Perhaps the most philosophical way of looking at this whole thing is: Every technology we create is pushing us to question increasingly fundamental questions.
In the time of the early internet, “what makes us human” would have been a question relegated to weed smoke-addled dorm rooms. In the age of social media, there may have been some flutterings on Reddit discussing it. In an era of Generative AI, though, a lot of people seem to be asking Google that question.
Epilogue
It’s the year 2075.
Close to 60 years after the American public turned on Facebook and were made aware of its ills. 10 years later, there were concerted efforts around the world to limit access to social media to teenagers around the world. There was resistance and workarounds (what a charming technology VPNs was), but eventually things were implemented, just like alcohol and tobacco were much before.

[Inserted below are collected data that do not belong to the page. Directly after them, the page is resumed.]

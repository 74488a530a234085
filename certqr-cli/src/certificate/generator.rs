//! Bulk QR generation over every data row

use anyhow::{Context, Result};

use super::message::{FormattedRow, build_message};
use super::qr::{QrEndpoint, QrReference};
use crate::sheet::{CellSink, FIRST_DATA_ROW, QR_COLUMN, Row};

/// One QR cell written by [`generate_all`]
#[derive(Debug, Clone)]
pub struct GeneratedCode {
    pub reference: QrReference,
    pub formatted: FormattedRow,
    pub message: String,
}

/// Result of a generation run, in input row order
#[derive(Debug, Clone, Default)]
pub struct GenerateReport {
    pub codes: Vec<GeneratedCode>,
}

impl GenerateReport {
    pub fn len(&self) -> usize {
        self.codes.len()
    }

    pub fn is_empty(&self) -> bool {
        self.codes.is_empty()
    }
}

/// Write one QR image cell per data row.
///
/// `rows` is the whole data range with the header at index 0. Rows are processed strictly
/// in order and every data row yields a write; the first sink failure aborts the run and
/// leaves earlier cells in place.
pub async fn generate_all<S>(rows: &[Row], sink: &mut S, endpoint: &QrEndpoint) -> Result<GenerateReport>
where
    S: CellSink + ?Sized,
{
    let mut report = GenerateReport::default();

    for (idx, row) in rows.iter().enumerate().skip(1) {
        let sheet_row = idx as u32 + 1;
        debug_assert!(sheet_row >= FIRST_DATA_ROW);

        let formatted = FormattedRow::from_row(row);
        let message = build_message(&formatted);
        let reference = endpoint.reference(sheet_row, QR_COLUMN, &message);

        log::debug!("Row {}: QR for student {}", sheet_row, formatted.student_id);

        sink.set_image_cell(reference.row, reference.column, &reference.url)
            .await
            .with_context(|| format!("Failed to write QR code for row {}", sheet_row))?;

        report.codes.push(GeneratedCode {
            reference,
            formatted,
            message,
        });
    }

    log::info!("Generated {} QR codes", report.len());
    Ok(report)
}
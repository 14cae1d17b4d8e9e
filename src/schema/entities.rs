//! Declared shapes for every inventory entity, plus the registry that maps a
//! URL segment to its collection, schema and server-stamped field.

use once_cell::sync::Lazy;

use super::{FieldKind, FieldSpec, Schema};

/// One exposed resource: URL segment, backing collection, payload schema and
/// an optional timestamp field the server stamps on insert (client values for
/// that field are never trusted).
pub struct Resource {
    pub segment: &'static str,
    pub collection: &'static str,
    pub stamp_field: Option<&'static str>,
}

impl Resource {
    pub fn schema(&self) -> &'static Schema {
        match self.collection {
            "device" => &DEVICE,
            "model" => &MODEL,
            "floor" => &FLOOR,
            "connection" => &CONNECTION,
            "attribute" => &ATTRIBUTE,
            "attributesDictionary" => &ATTRIBUTES_DICTIONARY,
            "log" => &LOG,
            _ => &USER,
        }
    }
}

pub static RESOURCES: &[Resource] = &[
    Resource { segment: "devices", collection: "device", stamp_field: None },
    Resource { segment: "models", collection: "model", stamp_field: None },
    Resource { segment: "floors", collection: "floor", stamp_field: None },
    Resource { segment: "connections", collection: "connection", stamp_field: Some("createdDate") },
    Resource { segment: "attributes", collection: "attribute", stamp_field: None },
    Resource { segment: "attributesDictionary", collection: "attributesDictionary", stamp_field: None },
    Resource { segment: "logs", collection: "log", stamp_field: Some("date") },
    Resource { segment: "users", collection: "user", stamp_field: None },
];

/// Resolve a URL path segment to its resource. Unknown segments are a 404 at
/// the routing layer, not a validation failure.
pub fn lookup(segment: &str) -> Option<&'static Resource> {
    RESOURCES.iter().find(|r| r.segment == segment)
}

// Numeric-as-string convention for coordinates is inherited from the data
// the companion front end produces.
fn position() -> Schema {
    Schema::new(vec![
        FieldSpec::optional("x", FieldKind::String),
        FieldSpec::optional("y", FieldKind::String),
        FieldSpec::optional("h", FieldKind::String),
    ])
}

pub static DEVICE: Lazy<Schema> = Lazy::new(|| {
    Schema::new(vec![
        FieldSpec::optional("_id", FieldKind::Id),
        FieldSpec::optional("name", FieldKind::String),
        FieldSpec::optional("modelId", FieldKind::Id),
        FieldSpec::optional("position", FieldKind::Object(position())),
    ])
});

pub static MODEL: Lazy<Schema> = Lazy::new(|| {
    Schema::new(vec![
        FieldSpec::optional("_id", FieldKind::Id),
        FieldSpec::optional("name", FieldKind::String),
        FieldSpec::optional(
            "dimension",
            FieldKind::Object(Schema::new(vec![
                FieldSpec::optional("width", FieldKind::String),
                FieldSpec::optional("height", FieldKind::String),
                FieldSpec::optional("depth", FieldKind::String),
            ])),
        ),
        FieldSpec::optional(
            "texture",
            FieldKind::Object(Schema::new(vec![
                FieldSpec::optional("front", FieldKind::String),
                FieldSpec::optional("back", FieldKind::String),
                FieldSpec::optional("side", FieldKind::String),
                FieldSpec::optional("top", FieldKind::String),
                FieldSpec::optional("bottom", FieldKind::String),
            ])),
        ),
    ])
});

pub static FLOOR: Lazy<Schema> = Lazy::new(|| {
    Schema::new(vec![
        FieldSpec::optional("_id", FieldKind::Id),
        FieldSpec::required("name", FieldKind::String),
        FieldSpec::optional(
            "address",
            FieldKind::Object(Schema::new(vec![
                FieldSpec::optional("street", FieldKind::String),
                FieldSpec::optional("city", FieldKind::String),
                FieldSpec::optional("country", FieldKind::String),
                FieldSpec::optional("postcode", FieldKind::String),
            ])),
        ),
        FieldSpec::optional(
            "dimension",
            FieldKind::Array(Box::new(FieldKind::Object(Schema::new(vec![
                FieldSpec::optional("description", FieldKind::String),
                FieldSpec::optional("x", FieldKind::String),
                FieldSpec::optional("y", FieldKind::String),
                FieldSpec::optional("h", FieldKind::String),
                FieldSpec::optional("xPos", FieldKind::String),
                FieldSpec::optional("yPos", FieldKind::String),
                FieldSpec::optional("hPos", FieldKind::String),
            ])))),
        ),
    ])
});

pub static CONNECTION: Lazy<Schema> = Lazy::new(|| {
    Schema::new(vec![
        FieldSpec::optional("_id", FieldKind::Id),
        FieldSpec::optional("name", FieldKind::String),
        FieldSpec::required("deviceIdFrom", FieldKind::Id),
        FieldSpec::required("deviceIdTo", FieldKind::Id),
    ])
});

pub static ATTRIBUTE: Lazy<Schema> = Lazy::new(|| {
    Schema::new(vec![
        FieldSpec::optional("_id", FieldKind::Id),
        FieldSpec::optional("attributeDictionaryId", FieldKind::Id),
        FieldSpec::optional("connectionId", FieldKind::Id),
        FieldSpec::optional("deviceId", FieldKind::Id),
        FieldSpec::optional("modelId", FieldKind::Id),
        FieldSpec::optional("value", FieldKind::String),
    ])
});

pub static ATTRIBUTES_DICTIONARY: Lazy<Schema> = Lazy::new(|| {
    Schema::new(vec![
        FieldSpec::optional("_id", FieldKind::Id),
        FieldSpec::required("category", FieldKind::String),
        FieldSpec::required("component", FieldKind::String),
        FieldSpec::optional("name", FieldKind::String),
        FieldSpec::optional("type", FieldKind::String),
    ])
});

pub static LOG: Lazy<Schema> = Lazy::new(|| {
    Schema::new(vec![
        FieldSpec::optional("_id", FieldKind::Id),
        FieldSpec::optional("component", FieldKind::String),
        FieldSpec::optional("message", FieldKind::String),
        FieldSpec::optional("object", FieldKind::String),
        FieldSpec::optional("operation", FieldKind::String),
    ])
});

pub static USER: Lazy<Schema> = Lazy::new(|| {
    Schema::new(vec![
        FieldSpec::optional("_id", FieldKind::Id),
        FieldSpec::optional("name", FieldKind::String),
        FieldSpec::optional("email", FieldKind::String),
        FieldSpec::optional("password", FieldKind::String),
        FieldSpec::optional("token", FieldKind::String),
        FieldSpec::optional("rights", FieldKind::Array(Box::new(FieldKind::String))),
    ])
});
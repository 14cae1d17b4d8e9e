use async_trait::async_trait;
use futures::TryStreamExt;
use mongodb::bson::{doc, oid::ObjectId, Document};
use mongodb::{Collection, Database};

use super::provider::DbError;

/// Result of a full-document replace. A zero matched count is a normal
/// outcome (the handler maps it to 404), never an error.
#[derive(Debug, Clone, Copy, PartialEq, Eq)]
pub struct UpdateOutcome {
    pub matched: u64,
    pub modified: u64,
}

#[derive(Debug, Clone, Copy, PartialEq, Eq)]
pub struct DeleteOutcome {
    pub deleted: u64,
}

/// The persistence operations a request may perform, each a single atomic
/// round-trip against a borrowed connection. Implemented by [`Repository`]
/// for MongoDB and by an in-memory store for lifecycle tests.
#[async_trait]
pub trait Store: Send + Sync {
    /// Up to `limit` documents in storage order. Empty is a valid outcome.
    async fn find_all(&self, limit: i64) -> Result<Vec<Document>, DbError>;

    async fn find_by_id(&self, id: &ObjectId) -> Result<Option<Document>, DbError>;

    /// Relational lookup, e.g. "the connection from device X".
    async fn find_by_filter(&self, filter: Document) -> Result<Option<Document>, DbError>;

    /// Insert one document. The server generates `_id` when the document
    /// carries none; the assigned identifier is returned either way.
    async fn insert(&self, document: Document) -> Result<ObjectId, DbError>;

    /// Full-document replace by id.
    async fn replace_by_id(&self, id: &ObjectId, document: Document) -> Result<UpdateOutcome, DbError>;

    async fn delete_by_id(&self, id: &ObjectId) -> Result<DeleteOutcome, DbError>;

    /// Bulk delete, e.g. "all connections to device Y".
    async fn delete_by_filter(&self, filter: Document) -> Result<DeleteOutcome, DbError>;
}

/// One instantiation per entity collection, executing against the
/// request-scoped connection it was built from.
pub struct Repository {
    collection: Collection<Document>,
}

impl Repository {
    pub fn new(database: &Database, collection_name: &str) -> Self {
        Self { collection: database.collection::<Document>(collection_name) }
    }
}

#[async_trait]
impl Store for Repository {
    async fn find_all(&self, limit: i64) -> Result<Vec<Document>, DbError> {
        let cursor = self.collection.find(doc! {}).limit(limit).await?;
        Ok(cursor.try_collect().await?)
    }

    async fn find_by_id(&self, id: &ObjectId) -> Result<Option<Document>, DbError> {
        Ok(self.collection.find_one(doc! { "_id": id }).await?)
    }

    async fn find_by_filter(&self, filter: Document) -> Result<Option<Document>, DbError> {
        Ok(self.collection.find_one(filter).await?)
    }

    async fn insert(&self, document: Document) -> Result<ObjectId, DbError> {
        let result = self.collection.insert_one(document).await?;
        result
            .inserted_id
            .as_object_id()
            .ok_or_else(|| DbError::Query("insert returned a non-ObjectId identifier".to_string()))
    }

    async fn replace_by_id(&self, id: &ObjectId, document: Document) -> Result<UpdateOutcome, DbError> {
        let result = self.collection.replace_one(doc! { "_id": id }, document).await?;
        Ok(UpdateOutcome { matched: result.matched_count, modified: result.modified_count })
    }

    async fn delete_by_id(&self, id: &ObjectId) -> Result<DeleteOutcome, DbError> {
        let result = self.collection.delete_one(doc! { "_id": id }).await?;
        Ok(DeleteOutcome { deleted: result.deleted_count })
    }

    async fn delete_by_filter(&self, filter: Document) -> Result<DeleteOutcome, DbError> {
        let result = self.collection.delete_many(filter).await?;
        Ok(DeleteOutcome { deleted: result.deleted_count })
    }
}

It ushered in an era of understanding that it’s not just physical products that could be addictive to humans, and ushered in a new era of technological regulation. And about time too, some of those laws were written when the internet wasn’t even invented, or its antique predecessor, the telephone.
These laws eventually led to the global regulation of Generative AI, which was in its infancy in the mid-2020s. And thank goodness! Can you imagine what would happen if absolutely anyone could prompt absolutely anything into absolutely any chatbot? It may be hard for readers of today to fathom that, but that’s how it was back in 2023 when a then-fledgling OpenAI released ChatGPT v1.
Of course, we have our own problems today, but studying how humans have - at least to some extent - had their collective immune system kick in - should give us hope for today.
Our species is 300,000 years old. Technologies come and go. But every wave tests us, and reminds us of our ancient wiring. We’re still very much operating with the same brains as we did when we got out of those caves 300,000 years ago.